(Collected data)
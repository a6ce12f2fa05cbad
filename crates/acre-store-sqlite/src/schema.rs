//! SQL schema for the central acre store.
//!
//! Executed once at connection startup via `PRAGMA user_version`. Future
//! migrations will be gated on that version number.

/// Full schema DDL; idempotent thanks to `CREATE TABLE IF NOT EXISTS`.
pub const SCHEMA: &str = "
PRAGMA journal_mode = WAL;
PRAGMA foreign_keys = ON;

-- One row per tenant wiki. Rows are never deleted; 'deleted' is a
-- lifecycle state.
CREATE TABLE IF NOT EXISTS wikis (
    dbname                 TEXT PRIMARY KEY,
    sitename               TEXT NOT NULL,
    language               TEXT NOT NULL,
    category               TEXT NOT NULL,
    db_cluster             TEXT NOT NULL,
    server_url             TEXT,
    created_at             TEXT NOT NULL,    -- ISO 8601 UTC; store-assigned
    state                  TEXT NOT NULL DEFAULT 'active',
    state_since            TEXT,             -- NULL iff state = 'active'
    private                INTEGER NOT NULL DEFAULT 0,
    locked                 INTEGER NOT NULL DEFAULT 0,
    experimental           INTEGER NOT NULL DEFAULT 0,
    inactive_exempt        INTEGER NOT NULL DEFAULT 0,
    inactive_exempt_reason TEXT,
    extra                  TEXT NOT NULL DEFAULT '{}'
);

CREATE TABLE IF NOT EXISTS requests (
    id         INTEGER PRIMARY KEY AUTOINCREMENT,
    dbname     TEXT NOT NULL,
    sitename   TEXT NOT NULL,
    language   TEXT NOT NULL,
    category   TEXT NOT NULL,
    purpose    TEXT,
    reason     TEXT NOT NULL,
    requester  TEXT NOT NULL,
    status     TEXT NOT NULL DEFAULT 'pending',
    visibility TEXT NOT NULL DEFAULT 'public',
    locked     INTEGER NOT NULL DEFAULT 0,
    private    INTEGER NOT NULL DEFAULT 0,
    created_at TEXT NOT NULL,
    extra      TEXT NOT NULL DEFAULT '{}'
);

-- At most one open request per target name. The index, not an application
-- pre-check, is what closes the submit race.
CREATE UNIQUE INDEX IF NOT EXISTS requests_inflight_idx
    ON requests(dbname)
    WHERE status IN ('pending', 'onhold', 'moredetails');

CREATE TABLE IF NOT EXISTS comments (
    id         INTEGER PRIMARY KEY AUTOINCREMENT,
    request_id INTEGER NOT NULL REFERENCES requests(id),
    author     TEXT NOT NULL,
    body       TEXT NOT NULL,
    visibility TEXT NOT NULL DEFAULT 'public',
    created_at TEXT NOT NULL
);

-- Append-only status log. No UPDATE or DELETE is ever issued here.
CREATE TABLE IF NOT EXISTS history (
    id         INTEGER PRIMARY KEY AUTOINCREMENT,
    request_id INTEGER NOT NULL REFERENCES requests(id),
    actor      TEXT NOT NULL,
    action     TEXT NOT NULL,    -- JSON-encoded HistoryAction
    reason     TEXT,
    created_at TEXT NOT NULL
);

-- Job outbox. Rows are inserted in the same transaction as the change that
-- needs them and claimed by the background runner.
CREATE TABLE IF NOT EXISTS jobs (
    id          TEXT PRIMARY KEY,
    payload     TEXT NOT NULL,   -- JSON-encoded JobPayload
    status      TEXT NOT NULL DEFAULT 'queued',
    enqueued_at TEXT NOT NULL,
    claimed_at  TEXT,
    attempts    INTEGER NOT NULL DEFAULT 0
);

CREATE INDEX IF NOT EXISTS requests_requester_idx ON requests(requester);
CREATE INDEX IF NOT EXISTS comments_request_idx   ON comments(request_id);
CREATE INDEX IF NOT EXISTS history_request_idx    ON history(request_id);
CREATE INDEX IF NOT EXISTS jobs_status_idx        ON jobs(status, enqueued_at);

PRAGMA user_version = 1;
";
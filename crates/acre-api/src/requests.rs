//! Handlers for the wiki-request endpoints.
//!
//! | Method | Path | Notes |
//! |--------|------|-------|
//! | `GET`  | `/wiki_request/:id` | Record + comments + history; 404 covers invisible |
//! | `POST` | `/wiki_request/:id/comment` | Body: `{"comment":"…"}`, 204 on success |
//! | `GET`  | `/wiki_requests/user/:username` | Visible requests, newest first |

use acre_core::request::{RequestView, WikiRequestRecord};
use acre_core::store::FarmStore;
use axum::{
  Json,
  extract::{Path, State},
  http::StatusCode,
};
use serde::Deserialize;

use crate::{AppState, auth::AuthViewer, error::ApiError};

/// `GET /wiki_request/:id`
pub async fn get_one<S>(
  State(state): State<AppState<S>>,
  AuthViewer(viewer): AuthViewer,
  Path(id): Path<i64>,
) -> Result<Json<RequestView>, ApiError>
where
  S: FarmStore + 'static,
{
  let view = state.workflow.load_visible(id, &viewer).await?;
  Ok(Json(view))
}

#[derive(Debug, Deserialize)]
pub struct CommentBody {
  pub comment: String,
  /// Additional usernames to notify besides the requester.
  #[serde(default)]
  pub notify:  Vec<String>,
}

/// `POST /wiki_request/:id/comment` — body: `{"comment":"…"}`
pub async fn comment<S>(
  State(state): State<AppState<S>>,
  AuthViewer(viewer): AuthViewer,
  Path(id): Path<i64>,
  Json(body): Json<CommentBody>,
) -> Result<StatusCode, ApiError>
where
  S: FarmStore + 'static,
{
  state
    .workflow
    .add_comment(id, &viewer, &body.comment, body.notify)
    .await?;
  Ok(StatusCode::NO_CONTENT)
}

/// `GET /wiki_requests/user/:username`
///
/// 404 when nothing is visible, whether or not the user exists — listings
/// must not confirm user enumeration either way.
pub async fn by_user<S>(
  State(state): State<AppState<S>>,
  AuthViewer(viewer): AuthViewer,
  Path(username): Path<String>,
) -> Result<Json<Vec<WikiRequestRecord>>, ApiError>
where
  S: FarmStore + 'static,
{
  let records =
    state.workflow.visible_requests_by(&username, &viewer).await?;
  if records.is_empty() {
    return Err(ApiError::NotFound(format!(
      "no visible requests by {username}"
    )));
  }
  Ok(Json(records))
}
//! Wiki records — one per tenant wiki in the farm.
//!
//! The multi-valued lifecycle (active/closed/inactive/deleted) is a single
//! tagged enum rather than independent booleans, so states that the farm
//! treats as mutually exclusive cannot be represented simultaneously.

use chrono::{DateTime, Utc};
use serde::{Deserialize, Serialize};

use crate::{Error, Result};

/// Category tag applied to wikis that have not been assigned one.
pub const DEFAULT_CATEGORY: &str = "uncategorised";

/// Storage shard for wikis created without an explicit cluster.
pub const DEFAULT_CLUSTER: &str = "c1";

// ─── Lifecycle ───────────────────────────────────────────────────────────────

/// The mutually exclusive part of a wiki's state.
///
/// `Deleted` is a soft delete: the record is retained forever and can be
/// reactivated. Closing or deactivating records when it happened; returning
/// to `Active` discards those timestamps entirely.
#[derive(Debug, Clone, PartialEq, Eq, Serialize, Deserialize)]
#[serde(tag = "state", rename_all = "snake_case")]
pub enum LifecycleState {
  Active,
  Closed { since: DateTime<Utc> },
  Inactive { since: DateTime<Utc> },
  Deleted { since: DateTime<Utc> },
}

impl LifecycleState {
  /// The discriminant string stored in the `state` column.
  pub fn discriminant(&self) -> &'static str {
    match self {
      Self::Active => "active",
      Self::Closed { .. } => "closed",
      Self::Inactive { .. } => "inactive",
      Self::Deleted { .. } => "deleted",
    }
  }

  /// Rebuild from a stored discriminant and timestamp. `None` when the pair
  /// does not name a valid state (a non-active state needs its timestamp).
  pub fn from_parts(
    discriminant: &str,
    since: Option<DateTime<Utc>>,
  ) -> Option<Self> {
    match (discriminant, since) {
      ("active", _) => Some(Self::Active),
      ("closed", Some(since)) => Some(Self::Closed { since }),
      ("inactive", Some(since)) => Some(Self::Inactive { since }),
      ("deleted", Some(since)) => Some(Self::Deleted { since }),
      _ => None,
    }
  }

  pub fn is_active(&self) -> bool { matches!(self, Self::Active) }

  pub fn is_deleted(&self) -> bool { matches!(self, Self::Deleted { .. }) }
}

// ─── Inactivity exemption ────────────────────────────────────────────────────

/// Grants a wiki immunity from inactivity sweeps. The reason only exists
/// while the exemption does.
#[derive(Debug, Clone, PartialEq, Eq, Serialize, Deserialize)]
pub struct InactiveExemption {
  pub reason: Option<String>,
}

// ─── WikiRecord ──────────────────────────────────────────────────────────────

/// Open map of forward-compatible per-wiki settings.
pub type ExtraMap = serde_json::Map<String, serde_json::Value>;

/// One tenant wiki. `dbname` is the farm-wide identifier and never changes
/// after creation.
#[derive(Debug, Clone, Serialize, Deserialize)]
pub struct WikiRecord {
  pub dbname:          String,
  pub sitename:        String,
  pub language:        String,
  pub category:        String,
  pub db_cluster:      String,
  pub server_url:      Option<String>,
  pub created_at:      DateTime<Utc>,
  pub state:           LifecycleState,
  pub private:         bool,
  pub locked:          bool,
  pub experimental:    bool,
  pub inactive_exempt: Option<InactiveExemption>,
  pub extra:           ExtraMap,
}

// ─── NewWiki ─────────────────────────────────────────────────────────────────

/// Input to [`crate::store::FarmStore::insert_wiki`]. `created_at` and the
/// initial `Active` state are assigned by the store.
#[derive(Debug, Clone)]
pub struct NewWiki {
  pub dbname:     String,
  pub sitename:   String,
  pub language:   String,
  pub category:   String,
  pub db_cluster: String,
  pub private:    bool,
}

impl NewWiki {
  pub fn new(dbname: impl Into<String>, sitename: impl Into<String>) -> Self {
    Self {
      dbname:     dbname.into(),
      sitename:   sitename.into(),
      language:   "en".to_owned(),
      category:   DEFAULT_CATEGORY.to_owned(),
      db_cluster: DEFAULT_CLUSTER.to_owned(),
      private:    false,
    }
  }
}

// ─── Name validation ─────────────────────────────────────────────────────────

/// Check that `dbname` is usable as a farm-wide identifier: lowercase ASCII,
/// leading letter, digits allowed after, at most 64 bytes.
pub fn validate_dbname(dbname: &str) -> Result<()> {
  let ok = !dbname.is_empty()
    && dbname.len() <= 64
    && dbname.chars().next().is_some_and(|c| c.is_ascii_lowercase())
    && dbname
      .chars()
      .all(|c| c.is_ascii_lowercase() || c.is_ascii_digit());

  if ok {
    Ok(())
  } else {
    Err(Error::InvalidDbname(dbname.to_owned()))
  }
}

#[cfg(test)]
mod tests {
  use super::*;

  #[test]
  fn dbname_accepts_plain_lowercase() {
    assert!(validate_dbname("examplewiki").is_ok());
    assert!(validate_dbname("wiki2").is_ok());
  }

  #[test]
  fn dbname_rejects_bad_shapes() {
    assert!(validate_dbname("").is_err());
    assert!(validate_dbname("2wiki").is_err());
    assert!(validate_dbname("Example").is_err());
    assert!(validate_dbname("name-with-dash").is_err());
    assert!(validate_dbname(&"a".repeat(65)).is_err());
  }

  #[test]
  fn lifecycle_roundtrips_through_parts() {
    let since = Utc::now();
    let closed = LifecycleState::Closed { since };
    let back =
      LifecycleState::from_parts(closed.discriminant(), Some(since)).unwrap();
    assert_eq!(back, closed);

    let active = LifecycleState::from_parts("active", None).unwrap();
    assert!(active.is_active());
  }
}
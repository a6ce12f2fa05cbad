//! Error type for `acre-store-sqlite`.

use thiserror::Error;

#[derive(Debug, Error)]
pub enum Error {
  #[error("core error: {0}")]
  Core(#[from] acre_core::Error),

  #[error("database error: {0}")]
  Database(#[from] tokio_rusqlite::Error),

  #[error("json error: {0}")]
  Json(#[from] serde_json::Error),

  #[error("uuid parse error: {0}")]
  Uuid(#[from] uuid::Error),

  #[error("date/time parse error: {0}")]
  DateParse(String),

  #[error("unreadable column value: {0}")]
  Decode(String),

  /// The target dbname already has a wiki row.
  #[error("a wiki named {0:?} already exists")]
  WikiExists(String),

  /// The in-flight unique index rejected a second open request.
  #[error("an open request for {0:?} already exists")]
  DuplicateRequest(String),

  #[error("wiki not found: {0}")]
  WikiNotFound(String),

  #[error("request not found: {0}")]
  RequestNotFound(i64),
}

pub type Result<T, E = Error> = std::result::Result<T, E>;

## Task requirements
Count the lines of the entries above in which the string "does" appears. Supply the number only.

## Task response
2